Bread is masculine, beer feminine. In French, every noun has a gender, and that includes the disease caused by the novel coronavirus.
COVID-19 is feminine -- to be used with the article "la" not "le" -- according the official guardian of the French language, which has urged an end to the widespread practice in France of referring to it as masculine.
"The use of the feminine would be preferable," the Academie Francaise said in a directive published on its website under the category "faulty use".
"It is perhaps not too late to give this acronym back the gender it should have."
The academy deplored the use of the masculine "le COVID-19" in the media and general conversation in France, saying the disease had wrongly been attributed the same gender as the germ that causes it: "le" coronavirus.
It explained that COVID was an acronym for coronavirus disease, and that in French, the core word in an acronym is what gives it its gender. In this case, disease, which is a feminine "la maladie" in the language of Moliere.

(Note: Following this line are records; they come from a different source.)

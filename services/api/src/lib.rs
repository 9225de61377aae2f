//! Subtitle explanation service
//!
//! Stores video and screenshot metadata, collects web references for videos
//! in the background and answers explanation requests by composing a prompt
//! for the generation model.

pub mod clients;
pub mod error;
pub mod explanations;
pub mod models;
pub mod references;
pub mod repositories;
pub mod routes;
pub mod state;
pub mod storage;

use serde::Deserialize;

pub use state::AppState;

/// Backend used to collect video references
#[derive(Debug, Clone, Copy, PartialEq, Eq, Deserialize)]
#[serde(rename_all = "snake_case")]
pub enum ReferenceBackend {
    /// Generation model with the search tool attached
    Grounded,
    /// Plain custom search API
    CustomSearch,
    Disabled,
}

/// Server configuration
#[derive(Debug, Clone, Deserialize)]
pub struct ServerConfig {
    #[serde(default = "default_host")]
    pub host: String,
    #[serde(default = "default_port")]
    pub port: u16,
    /// Directory holding the prompt files
    #[serde(default = "default_prompts_path")]
    pub prompts_path: String,
    #[serde(default = "default_reference_backend")]
    pub reference_backend: ReferenceBackend,
}

fn default_host() -> String {
    "0.0.0.0".to_string()
}

fn default_port() -> u16 {
    8001
}

fn default_prompts_path() -> String {
    "./config/prompts".to_string()
}

fn default_reference_backend() -> ReferenceBackend {
    ReferenceBackend::Grounded
}

impl ServerConfig {
    /// Create a new ServerConfig from environment variables
    ///
    /// # Environment Variables
    /// - `API_HOST`: Bind address (default: 0.0.0.0)
    /// - `API_PORT`: Bind port (default: 8001)
    /// - `API_PROMPTS_PATH`: Prompt directory (default: ./config/prompts)
    /// - `API_REFERENCE_BACKEND`: `grounded`, `custom_search` or `disabled`
    pub fn from_env() -> Result<Self, common::config::ConfigError> {
        common::config::from_env("API")
    }

    pub fn bind_address(&self) -> String {
        format!("{}:{}", self.host, self.port)
    }
}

The World Health Organization has long referred to COVID-19 as "la", and in Canada, Prime Minister Justin Trudeau, government websites and the media use the feminine form.
The "Office quebecois de la langue francaise" also recommends its feminine use, and the Royal Spanish Academy has issued similar guidance, citing the same grammar rationale.
The members of the French academy are mostly elderly men who wear an ornate uniform and a sword and are known as the immortals.
Only last year did the notoriously conservative academy open the door to feminine versions of professions such as doctor and teacher.